* ASSIGNMENT
Copy word for word the lines from the start of the records through the line that contains "pixel data: expected", both included.

* DATA TO PROCESS

-*-*-

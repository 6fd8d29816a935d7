//! Error taxonomy for editor operations.

use std::fmt;

use thiserror::Error;

use crate::decode::DecodeError;
use crate::encode::EncodeError;
use crate::transform::CropRejection;

/// Which history stack an operation tried to pop.
#[derive(Debug, Clone, Copy, PartialEq, Eq)]
pub enum HistoryDirection {
    Undo,
    Redo,
}

impl fmt::Display for HistoryDirection {
    fn fmt(&self, f: &mut fmt::Formatter<'_>) -> fmt::Result {
        match self {
            HistoryDirection::Undo => f.write_str("undo"),
            HistoryDirection::Redo => f.write_str("redo"),
        }
    }
}

/// Everything a user-triggered editor operation can fail with.
#[derive(Debug, Error)]
pub enum EditError {
    /// An edit, crop or save was requested before any image was loaded.
    #[error("no image available")]
    NoImageLoaded,

    /// Undo or redo with an empty stack.
    #[error("nothing to {0}")]
    EmptyHistory(HistoryDirection),

    /// The crop selection was too small or mapped to no pixels.
    #[error("{0}")]
    InvalidCropRegion(#[from] CropRejection),

    /// The image codec could not read the input.
    #[error("{0}")]
    Decode(#[from] DecodeError),

    /// The image codec could not produce or write the output.
    #[error("{0}")]
    Encode(#[from] EncodeError),
}
//! Errors and shared validation for the encoders.

use thiserror::Error;

/// Errors that can occur while encoding or saving an image.
#[derive(Debug, Error)]
pub enum EncodeError {
    /// Pixel data length doesn't match expected dimensions
    #[error("Invalid pixel data: expected {expected} bytes (width * height * 3), got {actual}")]
    InvalidPixelData { expected: usize, actual: usize },

    /// Width or height is zero
    #[error("Invalid dimensions: width ({width}) and height ({height}) must be non-zero")]
    InvalidDimensions { width: u32, height: u32 },

    /// The destination extension does not name a supported format
    #[error("Unsupported output format: {0:?} (use .png, .jpg or .jpeg)")]
    UnsupportedFormat(String),

    /// The underlying codec failed
    #[error("Encoding failed: {0}")]
    EncodingFailed(String),

    /// Writing the encoded bytes failed
    #[error("I/O error: {0}")]
    IoError(String),
}

/// Check dimensions and buffer length before handing data to a codec.
pub(crate) fn validate_rgb(pixels: &[u8], width: u32, height: u32) -> Result<(), EncodeError> {
    if width == 0 || height == 0 {
        return Err(EncodeError::InvalidDimensions { width, height });
    }

    let expected = (width as usize) * (height as usize) * 3;
    if pixels.len() != expected {
        return Err(EncodeError::InvalidPixelData {
            expected,
            actual: pixels.len(),
        });
    }

    Ok(())
}
//! Grayscale conversion that keeps the three-channel layout.

use crate::decode::PixelBuffer;
use crate::luminance::calculate_luma_u8;

/// Convert an image to gray: every pixel's BT.601 luma is written to all
/// three channels.
///
/// The output has the same dimensions and channel count as the input, so it
/// can flow through the rest of the pipeline unchanged. Applying it twice
/// gives the same result as applying it once.
pub fn apply_grayscale(image: &PixelBuffer) -> PixelBuffer {
    let pixels = image
        .pixels
        .chunks_exact(3)
        .flat_map(|p| {
            let luma = calculate_luma_u8(p[0], p[1], p[2]);
            [luma, luma, luma]
        })
        .collect();

    PixelBuffer::new(image.width, image.height, pixels)
}

#[cfg(test)]
mod tests {
    use super::*;

    #[test]
    fn test_grayscale_equalizes_channels() {
        let img = PixelBuffer::new(2, 1, vec![255, 0, 0, 10, 200, 30]);
        let gray = apply_grayscale(&img);

        assert_eq!((gray.width, gray.height), (2, 1));
        for p in gray.pixels.chunks(3) {
            assert_eq!(p[0], p[1]);
            assert_eq!(p[1], p[2]);
        }
        assert_eq!(gray.pixel(0, 0), Some([76, 76, 76]));
    }

    #[test]
    fn test_grayscale_leaves_input_untouched() {
        let img = PixelBuffer::new(1, 1, vec![1, 2, 3]);
        let _ = apply_grayscale(&img);
        assert_eq!(img.pixels, vec![1, 2, 3]);
    }

    #[test]
    fn test_grayscale_empty_image() {
        let img = PixelBuffer::new(0, 0, vec![]);
        assert!(apply_grayscale(&img).is_empty());
    }
}

#[cfg(test)]
mod proptests {
    use super::*;
    use proptest::prelude::*;

    fn image_strategy() -> impl Strategy<Value = PixelBuffer> {
        (1u32..=24, 1u32..=24).prop_flat_map(|(w, h)| {
            let len = (w * h * 3) as usize;
            prop::collection::vec(any::<u8>(), len..=len)
                .prop_map(move |pixels| PixelBuffer::new(w, h, pixels))
        })
    }

    proptest! {
        /// Property: A second grayscale pass changes nothing.
        #[test]
        fn prop_grayscale_is_idempotent(img in image_strategy()) {
            let once = apply_grayscale(&img);
            let twice = apply_grayscale(&once);
            prop_assert_eq!(once, twice);
        }

        /// Property: Shape is preserved.
        #[test]
        fn prop_grayscale_preserves_shape(img in image_strategy()) {
            let gray = apply_grayscale(&img);
            prop_assert_eq!((gray.width, gray.height), (img.width, img.height));
            prop_assert_eq!(gray.pixels.len(), img.pixels.len());
        }
    }
}
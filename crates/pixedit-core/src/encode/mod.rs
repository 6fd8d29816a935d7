//! Image encoding for saving edits.
//!
//! This module provides:
//! - PNG and JPEG encoders over `PixelBuffer` / raw RGB data
//! - Format selection from a destination path's extension
//! - Writing the displayed image to disk
//!
//! Encoding happens fully in memory before anything touches the filesystem.

mod jpeg;
mod output;
mod png;
mod types;

pub use jpeg::encode_jpeg;
pub use output::{encode_image, output_path, save_image_file, OutputFormat};
pub use png::encode_png;
pub use types::EncodeError;
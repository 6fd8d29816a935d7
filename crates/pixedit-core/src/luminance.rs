//! Luma calculation using ITU-R BT.601 coefficients.
//!
//! The 8-bit path uses 14-bit fixed-point weights that sum to exactly
//! `1 << 14`, so a pixel whose channels are already equal maps to itself.

const FIXED_SHIFT: u32 = 14;
/// 0.299, 0.587 and 0.114 scaled by `1 << 14`.
const FIXED_R: u32 = 4899;
const FIXED_G: u32 = 9617;
const FIXED_B: u32 = 1868;

/// Calculate luma from u8 RGB values, rounded to nearest.
#[inline]
pub fn calculate_luma_u8(r: u8, g: u8, b: u8) -> u8 {
    let weighted = FIXED_R * r as u32 + FIXED_G * g as u32 + FIXED_B * b as u32;
    ((weighted + (1 << (FIXED_SHIFT - 1))) >> FIXED_SHIFT) as u8
}
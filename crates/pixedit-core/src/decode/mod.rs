//! Image decoding and resampling for pixedit.
//!
//! This module provides:
//! - The `PixelBuffer` type every other module operates on
//! - Decoding PNG and JPEG images (with EXIF orientation applied)
//! - Resizing, including the area-averaging filter used for previews
//!
//! All operations are synchronous; a failed decode never produces a
//! partially filled buffer.

mod reader;
mod resize;
mod types;

pub use reader::{decode_image, load_image_file};
pub use resize::resize;
pub use types::{DecodeError, FilterType, Orientation, PixelBuffer};
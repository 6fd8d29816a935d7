//! Pixedit Core - Image editing library
//!
//! This crate provides the editing core behind Pixedit: PNG/JPEG load and
//! save, grayscale/rotate/crop transforms, an undo/redo history, fit-to-canvas
//! previews and the pointer gesture used to select a crop on the preview.
//!
//! Hosts drive everything through [`Editor`], either with the typed methods or
//! by feeding it [`Command`]s and [`PointerEvent`]s.

pub mod config;
pub mod decode;
pub mod editor;
pub mod encode;
pub mod error;
pub mod gesture;
pub mod history;
pub mod luminance;
pub mod preview;
pub mod transform;

pub use config::{CanvasSize, EditorConfig};
pub use decode::{decode_image, load_image_file, FilterType, PixelBuffer};
pub use editor::{Command, Editor, Notice, NoticeLevel, Operation, PointerEvent};
pub use encode::{encode_image, output_path, save_image_file, OutputFormat};
pub use error::{EditError, HistoryDirection};
pub use gesture::{CropGesture, GestureState, SelectionOverlay};
pub use history::EditorState;
pub use preview::{preview_dimensions, render_preview, Preview, Previews, Zoom};
pub use transform::{
    apply_crop, apply_grayscale, rotate_clockwise, CropRegion, CropRejection, PreviewPoint,
    Transform,
};

#[cfg(test)]
mod tests {
    use super::*;

    #[test]
    fn test_scaled_crop_flow() {
        // 1400x700 fits to 350x175 at zoom 100, so each preview pixel is 4
        let mut editor = Editor::new(EditorConfig::default());
        editor
            .load_buffer(PixelBuffer::filled(1400, 700, [200, 100, 50]))
            .unwrap();
        editor.handle(Command::Zoom(100));
        assert_eq!(editor.state().scale_ratio(), 4.0);

        editor.handle(Command::Crop);
        editor.handle_pointer(PointerEvent::Press(PreviewPoint::new(60, 45)));
        editor.handle_pointer(PointerEvent::Release(PreviewPoint::new(10, 20)));

        let displayed = editor.state().displayed().unwrap();
        assert_eq!((displayed.width, displayed.height), (200, 100));
        assert_eq!(displayed.pixel(0, 0), Some([200, 100, 50]));
    }

    #[test]
    fn test_grayscale_then_rotate() {
        let mut editor = Editor::default();
        editor
            .load_buffer(PixelBuffer::filled(4, 2, [255, 0, 0]))
            .unwrap();

        assert_eq!(editor.handle(Command::Grayscale), None);
        assert_eq!(editor.handle(Command::Rotate), None);

        let displayed = editor.state().displayed().unwrap();
        assert_eq!((displayed.width, displayed.height), (2, 4));
        assert_eq!(displayed.pixel(1, 3), Some([76, 76, 76]));
    }
}
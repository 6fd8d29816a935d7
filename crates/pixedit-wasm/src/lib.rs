//! Pixedit WASM - WebAssembly bindings for Pixedit
//!
//! This crate exposes the pixedit-core editing session and its stateless
//! operations to JavaScript/TypeScript applications.
//!
//! # Module Structure
//!
//! - `editor` - `JsEditor`, the undoable session (crop gesture, zoom, previews)
//! - `types` - WASM-compatible wrapper types for image data
//! - `decode` - PNG/JPEG decoding
//! - `encode` - PNG/JPEG encoding
//! - `transform` - Grayscale, rotate, crop and preview sizing without history
//!
//! # Usage
//!
//! ```typescript
//! import init, { JsEditor } from '@pixedit/wasm';
//!
//! await init();
//!
//! const editor = new JsEditor();
//! editor.load(new Uint8Array(await file.arrayBuffer()));
//! editor.grayscale();
//! const png = editor.export('gray.png');
//! ```

use wasm_bindgen::prelude::*;

mod decode;
mod editor;
mod encode;
mod error;
mod transform;
mod types;

// Re-export public types
pub use decode::decode_image;
pub use editor::JsEditor;
pub use encode::{encode_image, encode_jpeg, encode_png, mime_type_for};
pub use transform::{crop_preview_region, grayscale, preview_dimensions, rotate_clockwise};
pub use types::JsPixelBuffer;

/// Initialize the WASM module (called automatically on load)
#[wasm_bindgen(start)]
pub fn init() {}

/// Get the version of the WASM module
#[wasm_bindgen]
pub fn version() -> String {
    env!("CARGO_PKG_VERSION").to_string()
}
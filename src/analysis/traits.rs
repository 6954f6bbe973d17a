//! Analysis trait abstractions
//!
//! These traits are the capability ports the orchestrator consumes. Default
//! implementations live next to this module; tests substitute stubs.

use crate::error::{ExtractionError, MetadataError, RecognitionError, TranscriptionError};
use crate::types::{AudioBuffer, ChordLabel, FeatureSet, TrackMetadata, TranscriptionResult};
use std::path::Path;

/// Tag metadata backend
pub trait MetadataReader: Send + Sync {
    /// Read title/artist/album/genre/year from the file's tags
    fn read(&self, path: &Path) -> Result<TrackMetadata, MetadataError>;

    /// Get the name of this reader (for logging)
    fn name(&self) -> &'static str;
}

/// Output of the primary extraction stage
///
/// `audio` is the single decoded waveform shared by every later stage; its
/// duration and source sample rate are authoritative for the record.
#[derive(Debug, Clone)]
pub struct PrimaryExtraction {
    pub features: FeatureSet,
    pub audio: AudioBuffer,
}

/// Spectral/timbral descriptor backend; also responsible for decoding
pub trait PrimaryFeatureExtractor: Send + Sync {
    fn extract(&self, path: &Path) -> Result<PrimaryExtraction, ExtractionError>;

    /// Get the name of this extractor (for logging)
    fn name(&self) -> &'static str;
}

/// Rhythm/tonal descriptor backend over an already-decoded waveform
pub trait SecondaryFeatureExtractor: Send + Sync {
    fn extract(&self, audio: &AudioBuffer) -> Result<FeatureSet, ExtractionError>;

    /// Get the name of this extractor (for logging)
    fn name(&self) -> &'static str;
}

/// Decision for one fixed-rate frame
#[derive(Debug, Clone, Copy, PartialEq)]
pub struct FrameClassification {
    pub label: ChordLabel,
    /// Per-frame confidence, if the classifier exposes one
    pub confidence: Option<f64>,
}

impl From<ChordLabel> for FrameClassification {
    fn from(label: ChordLabel) -> Self {
        Self {
            label,
            confidence: None,
        }
    }
}

/// Frame-level chord classifier
///
/// Maps one frame of mono samples to one of the 25 chord labels. Framing is
/// the recognizer's job, not the classifier's.
pub trait ChordClassifier: Send + Sync {
    fn classify(
        &self,
        frame: &[f32],
        sample_rate: u32,
    ) -> Result<FrameClassification, RecognitionError>;

    /// Get the name of this classifier (recorded in the summary)
    fn name(&self) -> &'static str;
}

/// Speech-to-text backend
pub trait Transcriber: Send + Sync {
    /// Transcribe the file; `Ok(None)` means the provider had nothing to return
    fn transcribe(
        &self,
        path: &Path,
        language: Option<&str>,
    ) -> Result<Option<TranscriptionResult>, TranscriptionError>;

    /// Get the name of this transcriber (for logging)
    fn name(&self) -> &'static str;
}
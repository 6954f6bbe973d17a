//! Lyric transcription backends

pub mod whisper;

pub use whisper::WhisperTranscriber;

-*-*-

* FINISHED EXERCISE
repository 6fd8d29816a935d7
//! Error taxonomy for editor operations.

use std::fmt;

use thiserror::Error;

use crate::decode::DecodeError;
use crate::encode::EncodeError;
use crate::transform::CropRejection;

/// Which history stack an operation tried to pop.
#[derive(Debug, Clone, Copy, PartialEq, Eq)]
pub enum HistoryDirection {
    Undo,
    Redo,
}

impl fmt::Display for HistoryDirection {
    fn fmt(&self, f: &mut fmt::Formatter<'_>) -> fmt::Result {
        match self {
            HistoryDirection::Undo => f.write_str("undo"),
            HistoryDirection::Redo => f.write_str("redo"),
        }
    }
}

/// Everything a user-triggered editor operation can fail with.
#[derive(Debug, Error)]
pub enum EditError {
    /// An edit, crop or save was requested before any image was loaded.
    #[error("no image available")]
    NoImageLoaded,

    /// Undo or redo with an empty stack.
    #[error("nothing to {0}")]
    EmptyHistory(HistoryDirection),

    /// The crop selection was too small or mapped to no pixels.
    #[error("{0}")]
    InvalidCropRegion(#[from] CropRejection),

    /// The image codec could not read the input.
    #[error("{0}")]
    Decode(#[from] DecodeError),

    /// The image codec could not produce or write the output.
    #[error("{0}")]
    Encode(#[from] EncodeError),
}
//! Errors and shared validation for the encoders.

use thiserror::Error;

/// Errors that can occur while encoding or saving an image.
#[derive(Debug, Error)]
pub enum EncodeError {
    /// Pixel data length doesn't match expected dimensions
    #[error("Invalid pixel data: expected {expected} bytes (width * height * 3), got {actual}")]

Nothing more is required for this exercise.